Even with Texas getting four new representatives in Congress thanks to adding 4.3 million residents between 2000 and 2010, Republicans are likely to take 23 seats Tuesday, one more than the 22 they won out of 32 possible seats two years ago.
A genuine nail-bitter may come in a sprawling congressional district stretching from San Antonio 600 miles west almost to the city of El Paso, where freshman Republican U.S. Rep. Francisco “Quico” Canseco is trying to fend off a challenge from Democratic state Rep. Pete Gallego. Another squeaker could be the race for the seat Ron Paul is giving up along the Gulf Coast, where Republican state Rep. Randy Weber is squaring off with former Democratic Congressman Nick Lampson.
While there may be little drama elsewhere in Texas’ federal races, some of the likely winners are sure to turn heads.
Take Republican former U.S. Rep. Steve Stockman, who served just one term in Congress starting in 1994 but made headlines nationally for accusing the government of “executing” members of the Branch Davidian cult after the 1993 siege near Waco. He’s now likely headed back to Capitol Hill after waging a low-profile campaign for “re-election” in a new and deeply conservative congressional district south of Houston.
Then there’s Beto O’Rourke, a guitar-playing, twice-arrested former El Paso city councilman who once advocated for legalizing marijuana but nonetheless stunned eight-term incumbent Silvestre Reyes during the Democratic primary and now looks like a shoo-in to go to Congress from heavily Democratic District 16.
Predicting winners in other races gets murkier. While Republicans should win both open slots on the Texas Railroad Commission, all 15 of the State Board of Education’s seats are also on the ballot. The board’s makeup of four Democrats and 11 Republicans could possibly change, though a larger question is if social conservatives will gain more influence.

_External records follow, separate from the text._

impl HeaderDecoder {
    pub fn new(config: &ParserConfig) -> Self {
        Self {
            kind: config.kind(),
            max_headers: config.max_headers(),
            max_header_bytes: config.max_header_bytes(),
            progress: StartLineProgress::default(),
        }
    }

    pub fn progress(&self) -> StartLineProgress {
        self.progress
    }

    fn parse_request(&mut self, buf: &[u8]) -> Result<Option<RawHead>, ParseError> {
        let mut headers = vec![httparse::EMPTY_HEADER; self.max_headers];
        let mut req = httparse::Request::new(&mut headers);
        let status = req.parse(buf);

        // httparse fills the method as soon as its token is terminated
        if let Some(token) = req.method {
            let method = HttpMethod::from_bytes(token.as_bytes()).ok_or_else(|| ParseError::invalid_method(token.as_bytes()))?;
            self.progress.method = Some(method);
        }

        let body_offset = match status {
            Ok(Status::Complete(body_offset)) => body_offset,
            Ok(Status::Partial) => return Ok(None),
            Err(Error::Token) if req.method.is_some() => return Err(ParseError::InvalidUri),
            Err(Error::Token) => {
                let token = buf.split(u8::is_ascii_whitespace).next().unwrap_or_default();
                return Err(ParseError::invalid_method(token));
            }
            Err(e) => return Err(self.head_error(e)),
        };

        ensure!(body_offset <= self.max_header_bytes, ParseError::too_large_header(body_offset, self.max_header_bytes));

        let version = http_version(req.version)?;
        let method = self.progress.method.ok_or_else(|| ParseError::invalid_method(b""))?;
        let path = req.path.ok_or(ParseError::InvalidUri)?;

        Ok(Some(RawHead {
            start_line: StartLine::Request { method, target: span(buf, path.as_bytes()) },
            version,
            headers: record_headers(buf, req.headers),
            len: body_offset,
        }))
    }

    fn parse_response(&mut self, buf: &[u8]) -> Result<Option<RawHead>, ParseError> {
        let mut headers = vec![httparse::EMPTY_HEADER; self.max_headers];
        let mut res = httparse::Response::new(&mut headers);
        let status = res.parse(buf);

        // httparse fills the code before validating the rest of the status line
        if status.is_ok() {
            self.progress.status_code = res.code;
        }

        let body_offset = match status {
            Ok(Status::Complete(body_offset)) => body_offset,
            Ok(Status::Partial) => return Ok(None),
            Err(Error::Token) => return Err(ParseError::InvalidConstant),
            Err(e) => return Err(self.head_error(e)),
        };

        ensure!(body_offset <= self.max_header_bytes, ParseError::too_large_header(body_offset, self.max_header_bytes));

        let version = http_version(res.version)?;
        let code = res.code.ok_or(ParseError::InvalidStatus)?;
        let reason = res.reason.unwrap_or_default();

        Ok(Some(RawHead {
            start_line: StartLine::Response { code, reason: span(buf, reason.as_bytes()) },
            version,
            headers: record_headers(buf, res.headers),
            len: body_offset,
        }))
    }

    fn head_error(&self, e: Error) -> ParseError {
        match e {
            Error::TooManyHeaders => ParseError::too_many_headers(self.max_headers),
            Error::Version => ParseError::InvalidVersion(None),
            Error::Status => ParseError::InvalidStatus,
            Error::NewLine => ParseError::LfExpected,
            e => ParseError::invalid_header(e),
        }
    }
}

impl Decoder for HeaderDecoder {
    type Item = (MessageHead, PayloadSize);
    type Error = ParseError;

    /// Attempts to decode a message head from the provided bytes buffer.
    ///
    /// # Returns
    ///
    /// - `Ok(Some((head, payload_size)))` if a complete head was parsed and split off `src`
    /// - `Ok(None)` if more data is needed
    /// - `Err(ParseError)` if parsing failed
    fn decode(&mut self, src: &mut BytesMut) -> Result<Option<Self::Item>, Self::Error> {
        self.progress = StartLineProgress::default();

        if src.is_empty() {
            return Ok(None);
        }

        let parsed = match self.kind {
            ParserKind::Request => self.parse_request(src)?,
            ParserKind::Response => self.parse_response(src)?,
        };

        let Some(raw) = parsed else {
            ensure!(src.len() <= self.max_header_bytes, ParseError::too_large_header(src.len(), self.max_header_bytes));
            return Ok(None);
        };

        trace!(head_size = raw.len, header_count = raw.headers.len(), "parsed message head");

        let head_bytes = src.split_to(raw.len).freeze();
        let head = MessageHead::new(head_bytes, raw.start_line, raw.version, raw.headers);
        let payload_size = parse_payload(&head)?;

        Ok(Some((head, payload_size)))
    }
}

fn http_version(version: Option<u8>) -> Result<Version, ParseError> {
    match version {
        Some(0) => Ok(Version::HTTP_10),
        Some(1) => Ok(Version::HTTP_11),
        // Currently HTTP/2 and HTTP/3 not supported
        v => Err(ParseError::InvalidVersion(v)),
    }
}

/// Byte range of `part` inside `buf`; non-empty `part` must be a sub-slice of `buf`.
fn span(buf: &[u8], part: &[u8]) -> (usize, usize) {
    // httparse may hand out a static "" for an absent reason phrase
    if part.is_empty() {
        return (0, 0);
    }
    let start = part.as_ptr() as usize - buf.as_ptr() as usize;
    (start, start + part.len())
}

fn record_headers(buf: &[u8], headers: &[httparse::Header<'_>]) -> Vec<HeaderIndex> {
    headers.iter().map(|header| HeaderIndex { name: span(buf, header.name.as_bytes()), value: span(buf, header.value) }).collect()
}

Six of the board’s current Republicans are already considered social conservatives — an ideological bloc that if it holds or strengthens could dominate discussions next year as the state orders new science textbooks. That may mean a replay of 2009, when some school board members promoted creationism during discussions on curriculum while pushing for Texas public schools to teach “strengths and weaknesses” of evolution.
In the Texas House, Republicans look likely to lose the 102-vote supermajority that had allowed them to pass legislation even if their Democratic colleagues failed to show up for work. But the GOP will continue to dominate the legislative agenda. In all, 87 of the House’s 150 seats are being contested, with 14 of those races looking truly competitive.
In the state Senate, all eyes are on an expensive and increasingly nasty battle between Fort Worth Democratic Sen. Wendy Davis and challenger and tea party Republican state Rep. Mark Shelton. A Davis victory should keep Republicans, who currently hold 19 of 31 seats, from moving closer to 21-seat supermajority.
Also being challenged is Democratic Sen. Juan “Chuy” Hinojosa in the Rio Grande Valley. State Rep. Raul Torres gave up his Texas House seat to challenge Hinojosa, a 24-year veteran of the Legislature.
Voters will also decide on 29 positions for regional Court of Appeals districts, and Texas Supreme Court and Criminal Court of Appeals justices. Two of Texas’ top judges are facing hefty ethics fines, but are also expected to win re-election.
The $100,000 fine in 2010 against Court of Criminal Appeals Presiding Judge Sharon Keller, and the $29,000 fine levied against state Supreme Court Justice Nathan Hecht in 2008, rank among the largest in state history. But both judges have appealed, and their cases will remain pending until after Election Day.